▶ _Your goal_
From the data, copy out every line in which the word "header" appears.

*** Opening Exercise materials ***

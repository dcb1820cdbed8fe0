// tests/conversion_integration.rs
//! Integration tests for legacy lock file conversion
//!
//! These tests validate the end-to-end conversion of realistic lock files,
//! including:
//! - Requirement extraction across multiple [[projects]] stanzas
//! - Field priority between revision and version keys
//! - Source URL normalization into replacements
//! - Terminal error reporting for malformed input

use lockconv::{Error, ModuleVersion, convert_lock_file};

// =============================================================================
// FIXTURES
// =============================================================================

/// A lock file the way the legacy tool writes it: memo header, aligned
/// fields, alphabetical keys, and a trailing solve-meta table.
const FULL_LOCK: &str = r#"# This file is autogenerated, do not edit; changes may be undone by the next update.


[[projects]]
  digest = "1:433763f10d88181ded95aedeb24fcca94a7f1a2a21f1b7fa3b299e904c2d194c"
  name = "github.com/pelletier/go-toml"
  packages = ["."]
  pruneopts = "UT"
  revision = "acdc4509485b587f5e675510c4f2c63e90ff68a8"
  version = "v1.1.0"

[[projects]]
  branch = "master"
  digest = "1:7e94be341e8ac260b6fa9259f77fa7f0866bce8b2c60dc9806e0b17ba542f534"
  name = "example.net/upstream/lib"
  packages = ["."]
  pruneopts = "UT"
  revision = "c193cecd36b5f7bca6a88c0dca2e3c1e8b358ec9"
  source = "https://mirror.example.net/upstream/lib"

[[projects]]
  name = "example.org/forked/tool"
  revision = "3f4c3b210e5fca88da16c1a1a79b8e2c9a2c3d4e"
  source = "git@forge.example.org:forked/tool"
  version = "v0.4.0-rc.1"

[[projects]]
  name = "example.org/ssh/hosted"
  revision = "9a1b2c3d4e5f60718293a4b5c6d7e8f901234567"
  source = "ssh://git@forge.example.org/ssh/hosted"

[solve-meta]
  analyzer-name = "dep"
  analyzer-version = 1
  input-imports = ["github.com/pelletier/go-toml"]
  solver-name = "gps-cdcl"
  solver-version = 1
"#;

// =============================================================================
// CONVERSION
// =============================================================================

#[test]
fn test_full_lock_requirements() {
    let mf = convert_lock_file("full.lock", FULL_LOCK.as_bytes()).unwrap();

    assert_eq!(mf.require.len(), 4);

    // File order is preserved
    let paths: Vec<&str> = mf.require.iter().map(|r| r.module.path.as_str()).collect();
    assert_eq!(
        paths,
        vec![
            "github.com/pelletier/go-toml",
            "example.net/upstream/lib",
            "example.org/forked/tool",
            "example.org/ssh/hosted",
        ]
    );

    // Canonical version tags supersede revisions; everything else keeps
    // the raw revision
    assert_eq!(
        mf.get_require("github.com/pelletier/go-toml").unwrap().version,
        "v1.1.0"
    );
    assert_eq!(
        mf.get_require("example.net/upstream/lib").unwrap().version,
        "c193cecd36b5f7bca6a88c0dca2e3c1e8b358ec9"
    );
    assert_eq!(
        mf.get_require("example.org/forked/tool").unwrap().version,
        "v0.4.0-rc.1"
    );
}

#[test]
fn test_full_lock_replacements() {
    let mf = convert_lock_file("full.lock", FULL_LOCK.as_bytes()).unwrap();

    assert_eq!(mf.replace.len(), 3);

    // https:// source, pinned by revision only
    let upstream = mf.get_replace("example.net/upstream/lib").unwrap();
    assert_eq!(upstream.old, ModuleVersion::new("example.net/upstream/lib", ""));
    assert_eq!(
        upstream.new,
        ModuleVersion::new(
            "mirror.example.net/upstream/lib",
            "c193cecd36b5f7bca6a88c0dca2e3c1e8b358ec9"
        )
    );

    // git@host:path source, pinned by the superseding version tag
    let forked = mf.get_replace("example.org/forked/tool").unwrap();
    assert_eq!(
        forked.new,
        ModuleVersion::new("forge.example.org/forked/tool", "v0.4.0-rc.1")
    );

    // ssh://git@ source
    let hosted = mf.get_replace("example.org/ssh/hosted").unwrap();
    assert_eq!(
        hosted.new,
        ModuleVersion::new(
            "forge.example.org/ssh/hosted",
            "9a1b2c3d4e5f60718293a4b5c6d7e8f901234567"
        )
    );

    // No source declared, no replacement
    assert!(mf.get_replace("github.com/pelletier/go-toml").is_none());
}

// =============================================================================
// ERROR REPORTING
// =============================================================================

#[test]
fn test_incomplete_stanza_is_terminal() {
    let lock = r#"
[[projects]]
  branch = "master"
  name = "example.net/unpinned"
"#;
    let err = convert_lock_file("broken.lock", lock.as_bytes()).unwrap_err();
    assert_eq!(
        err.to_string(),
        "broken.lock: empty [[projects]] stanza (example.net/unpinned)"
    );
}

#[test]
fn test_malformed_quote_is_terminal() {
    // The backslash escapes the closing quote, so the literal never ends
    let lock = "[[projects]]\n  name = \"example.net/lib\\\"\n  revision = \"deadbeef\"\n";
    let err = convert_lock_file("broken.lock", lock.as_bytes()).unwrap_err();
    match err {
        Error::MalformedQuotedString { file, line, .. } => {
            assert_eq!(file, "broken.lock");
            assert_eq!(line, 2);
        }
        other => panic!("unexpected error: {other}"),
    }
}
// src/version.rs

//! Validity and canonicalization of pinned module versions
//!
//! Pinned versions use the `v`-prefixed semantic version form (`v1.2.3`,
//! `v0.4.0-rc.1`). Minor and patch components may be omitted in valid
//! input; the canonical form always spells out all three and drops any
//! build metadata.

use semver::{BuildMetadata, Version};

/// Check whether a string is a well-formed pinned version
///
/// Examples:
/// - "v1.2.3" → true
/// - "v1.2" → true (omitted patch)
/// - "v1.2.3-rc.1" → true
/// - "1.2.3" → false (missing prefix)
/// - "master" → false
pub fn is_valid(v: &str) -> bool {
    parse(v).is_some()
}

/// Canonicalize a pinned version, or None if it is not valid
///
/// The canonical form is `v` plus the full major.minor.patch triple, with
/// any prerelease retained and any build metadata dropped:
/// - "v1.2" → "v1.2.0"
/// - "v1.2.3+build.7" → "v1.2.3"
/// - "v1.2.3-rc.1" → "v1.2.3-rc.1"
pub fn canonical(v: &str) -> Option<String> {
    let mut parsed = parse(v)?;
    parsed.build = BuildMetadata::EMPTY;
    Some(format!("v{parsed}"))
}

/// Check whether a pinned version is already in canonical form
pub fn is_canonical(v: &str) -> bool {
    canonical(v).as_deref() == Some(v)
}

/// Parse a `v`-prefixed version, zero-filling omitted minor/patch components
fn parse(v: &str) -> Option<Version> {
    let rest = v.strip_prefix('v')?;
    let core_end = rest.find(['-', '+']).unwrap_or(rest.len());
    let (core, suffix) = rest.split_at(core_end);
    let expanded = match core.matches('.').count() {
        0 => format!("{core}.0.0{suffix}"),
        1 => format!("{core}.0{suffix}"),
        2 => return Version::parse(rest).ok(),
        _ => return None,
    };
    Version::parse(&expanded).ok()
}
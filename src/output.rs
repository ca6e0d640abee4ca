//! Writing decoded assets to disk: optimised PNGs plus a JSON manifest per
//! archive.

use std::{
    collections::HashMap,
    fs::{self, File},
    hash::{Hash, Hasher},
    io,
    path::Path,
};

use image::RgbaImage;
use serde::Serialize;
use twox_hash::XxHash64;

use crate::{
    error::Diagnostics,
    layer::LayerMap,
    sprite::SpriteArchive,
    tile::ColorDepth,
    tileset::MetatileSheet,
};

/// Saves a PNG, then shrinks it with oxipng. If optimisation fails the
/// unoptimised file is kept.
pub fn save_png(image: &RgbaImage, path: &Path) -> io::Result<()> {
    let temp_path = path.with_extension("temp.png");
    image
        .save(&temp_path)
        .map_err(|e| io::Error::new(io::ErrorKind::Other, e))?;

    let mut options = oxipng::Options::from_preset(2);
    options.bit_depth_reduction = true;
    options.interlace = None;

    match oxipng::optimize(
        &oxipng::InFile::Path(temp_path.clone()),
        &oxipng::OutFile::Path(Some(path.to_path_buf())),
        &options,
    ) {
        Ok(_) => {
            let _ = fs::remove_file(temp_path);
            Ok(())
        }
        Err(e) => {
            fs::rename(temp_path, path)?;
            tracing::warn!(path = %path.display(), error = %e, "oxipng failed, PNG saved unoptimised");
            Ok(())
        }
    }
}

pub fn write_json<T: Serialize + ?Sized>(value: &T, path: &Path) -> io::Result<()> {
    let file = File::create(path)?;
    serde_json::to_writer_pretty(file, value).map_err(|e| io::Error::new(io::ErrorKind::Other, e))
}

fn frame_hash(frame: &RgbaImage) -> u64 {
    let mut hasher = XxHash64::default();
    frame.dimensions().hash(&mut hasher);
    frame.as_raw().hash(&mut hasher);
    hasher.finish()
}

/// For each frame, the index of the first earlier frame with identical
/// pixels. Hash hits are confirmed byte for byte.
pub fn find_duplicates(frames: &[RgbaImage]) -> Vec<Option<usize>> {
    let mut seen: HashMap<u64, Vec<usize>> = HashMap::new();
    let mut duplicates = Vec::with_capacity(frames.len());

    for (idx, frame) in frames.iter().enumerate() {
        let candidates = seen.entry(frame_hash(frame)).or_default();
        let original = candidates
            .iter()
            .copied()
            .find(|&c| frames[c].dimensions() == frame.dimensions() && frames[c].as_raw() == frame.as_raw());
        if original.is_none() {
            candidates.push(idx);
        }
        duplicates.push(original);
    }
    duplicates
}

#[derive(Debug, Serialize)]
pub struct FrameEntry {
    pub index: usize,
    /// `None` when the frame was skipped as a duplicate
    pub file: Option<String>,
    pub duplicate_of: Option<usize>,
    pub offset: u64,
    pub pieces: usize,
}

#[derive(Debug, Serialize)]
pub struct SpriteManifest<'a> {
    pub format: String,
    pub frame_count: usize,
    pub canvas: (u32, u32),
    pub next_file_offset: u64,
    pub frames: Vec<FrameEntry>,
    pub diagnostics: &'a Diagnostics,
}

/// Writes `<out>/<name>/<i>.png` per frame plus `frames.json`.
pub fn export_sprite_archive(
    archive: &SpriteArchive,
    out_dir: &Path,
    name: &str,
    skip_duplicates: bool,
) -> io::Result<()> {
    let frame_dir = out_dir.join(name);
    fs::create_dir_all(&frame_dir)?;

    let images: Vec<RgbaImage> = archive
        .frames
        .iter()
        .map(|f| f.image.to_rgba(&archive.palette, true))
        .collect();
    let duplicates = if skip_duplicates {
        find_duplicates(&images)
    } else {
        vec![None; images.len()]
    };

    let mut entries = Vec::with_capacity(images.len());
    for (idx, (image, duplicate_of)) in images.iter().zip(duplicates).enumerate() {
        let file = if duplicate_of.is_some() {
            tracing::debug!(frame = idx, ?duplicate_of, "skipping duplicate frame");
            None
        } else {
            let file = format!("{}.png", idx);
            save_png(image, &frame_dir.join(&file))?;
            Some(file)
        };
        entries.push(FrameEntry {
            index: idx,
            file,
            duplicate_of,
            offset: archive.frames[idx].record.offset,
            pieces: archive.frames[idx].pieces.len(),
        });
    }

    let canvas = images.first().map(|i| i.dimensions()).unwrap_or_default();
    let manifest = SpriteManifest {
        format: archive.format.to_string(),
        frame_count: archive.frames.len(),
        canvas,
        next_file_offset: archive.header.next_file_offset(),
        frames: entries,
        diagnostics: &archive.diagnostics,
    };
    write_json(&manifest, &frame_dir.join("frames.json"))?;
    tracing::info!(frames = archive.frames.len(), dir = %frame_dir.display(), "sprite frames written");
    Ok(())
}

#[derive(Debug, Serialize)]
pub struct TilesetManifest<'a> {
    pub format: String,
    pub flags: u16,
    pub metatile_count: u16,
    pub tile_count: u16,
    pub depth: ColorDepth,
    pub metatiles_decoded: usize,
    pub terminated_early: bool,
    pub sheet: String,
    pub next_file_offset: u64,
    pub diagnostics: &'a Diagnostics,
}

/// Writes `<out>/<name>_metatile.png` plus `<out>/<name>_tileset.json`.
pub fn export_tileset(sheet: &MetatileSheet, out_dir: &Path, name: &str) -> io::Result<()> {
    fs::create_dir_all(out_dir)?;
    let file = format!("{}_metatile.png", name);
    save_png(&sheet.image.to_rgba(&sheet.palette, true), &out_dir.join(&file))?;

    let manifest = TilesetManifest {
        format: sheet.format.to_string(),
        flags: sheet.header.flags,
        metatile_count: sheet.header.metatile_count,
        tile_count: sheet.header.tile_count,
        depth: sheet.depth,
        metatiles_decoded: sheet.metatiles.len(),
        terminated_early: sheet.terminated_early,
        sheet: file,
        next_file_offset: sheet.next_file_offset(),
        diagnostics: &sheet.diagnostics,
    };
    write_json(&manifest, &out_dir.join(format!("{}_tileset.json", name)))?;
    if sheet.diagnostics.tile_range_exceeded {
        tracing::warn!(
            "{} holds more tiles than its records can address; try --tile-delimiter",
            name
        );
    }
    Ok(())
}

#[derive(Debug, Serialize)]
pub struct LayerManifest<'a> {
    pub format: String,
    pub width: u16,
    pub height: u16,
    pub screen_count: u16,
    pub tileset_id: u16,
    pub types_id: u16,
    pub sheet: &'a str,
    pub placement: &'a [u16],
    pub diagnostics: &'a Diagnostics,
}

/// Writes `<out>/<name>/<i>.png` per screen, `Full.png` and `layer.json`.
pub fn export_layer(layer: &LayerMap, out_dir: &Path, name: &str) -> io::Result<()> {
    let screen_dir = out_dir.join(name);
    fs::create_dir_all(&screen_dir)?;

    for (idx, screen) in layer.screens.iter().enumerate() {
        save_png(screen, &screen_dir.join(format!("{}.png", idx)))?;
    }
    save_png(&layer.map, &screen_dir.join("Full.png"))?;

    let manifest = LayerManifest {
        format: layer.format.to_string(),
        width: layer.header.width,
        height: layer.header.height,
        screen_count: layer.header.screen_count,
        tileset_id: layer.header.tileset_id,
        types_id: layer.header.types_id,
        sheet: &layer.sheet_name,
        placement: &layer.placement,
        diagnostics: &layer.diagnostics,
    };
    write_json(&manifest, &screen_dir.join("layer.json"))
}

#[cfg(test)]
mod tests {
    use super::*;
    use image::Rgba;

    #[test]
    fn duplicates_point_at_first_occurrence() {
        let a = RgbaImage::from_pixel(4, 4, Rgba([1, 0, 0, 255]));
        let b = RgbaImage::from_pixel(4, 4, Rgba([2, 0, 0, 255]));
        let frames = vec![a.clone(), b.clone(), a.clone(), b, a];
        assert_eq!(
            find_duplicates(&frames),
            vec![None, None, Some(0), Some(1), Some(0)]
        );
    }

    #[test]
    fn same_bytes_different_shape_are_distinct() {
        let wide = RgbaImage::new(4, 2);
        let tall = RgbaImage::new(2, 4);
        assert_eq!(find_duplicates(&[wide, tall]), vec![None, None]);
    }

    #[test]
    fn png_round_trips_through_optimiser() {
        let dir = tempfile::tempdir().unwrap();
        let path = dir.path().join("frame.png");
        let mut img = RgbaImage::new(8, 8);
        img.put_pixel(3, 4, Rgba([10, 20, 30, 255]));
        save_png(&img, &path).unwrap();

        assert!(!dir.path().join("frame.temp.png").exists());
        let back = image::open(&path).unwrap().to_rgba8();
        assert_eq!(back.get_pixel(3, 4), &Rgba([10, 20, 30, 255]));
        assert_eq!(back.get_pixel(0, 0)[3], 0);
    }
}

*** Closing Exercise materials ***

▶ _Solved exercise_
/// A lock file the way the legacy tool writes it: memo header, aligned
        next_file_offset: archive.header.next_file_offset(),
        flags: sheet.header.flags,
        metatile_count: sheet.header.metatile_count,
        tile_count: sheet.header.tile_count,
        width: layer.header.width,
        height: layer.header.height,
        screen_count: layer.header.screen_count,
        tileset_id: layer.header.tileset_id,
        types_id: layer.header.types_id,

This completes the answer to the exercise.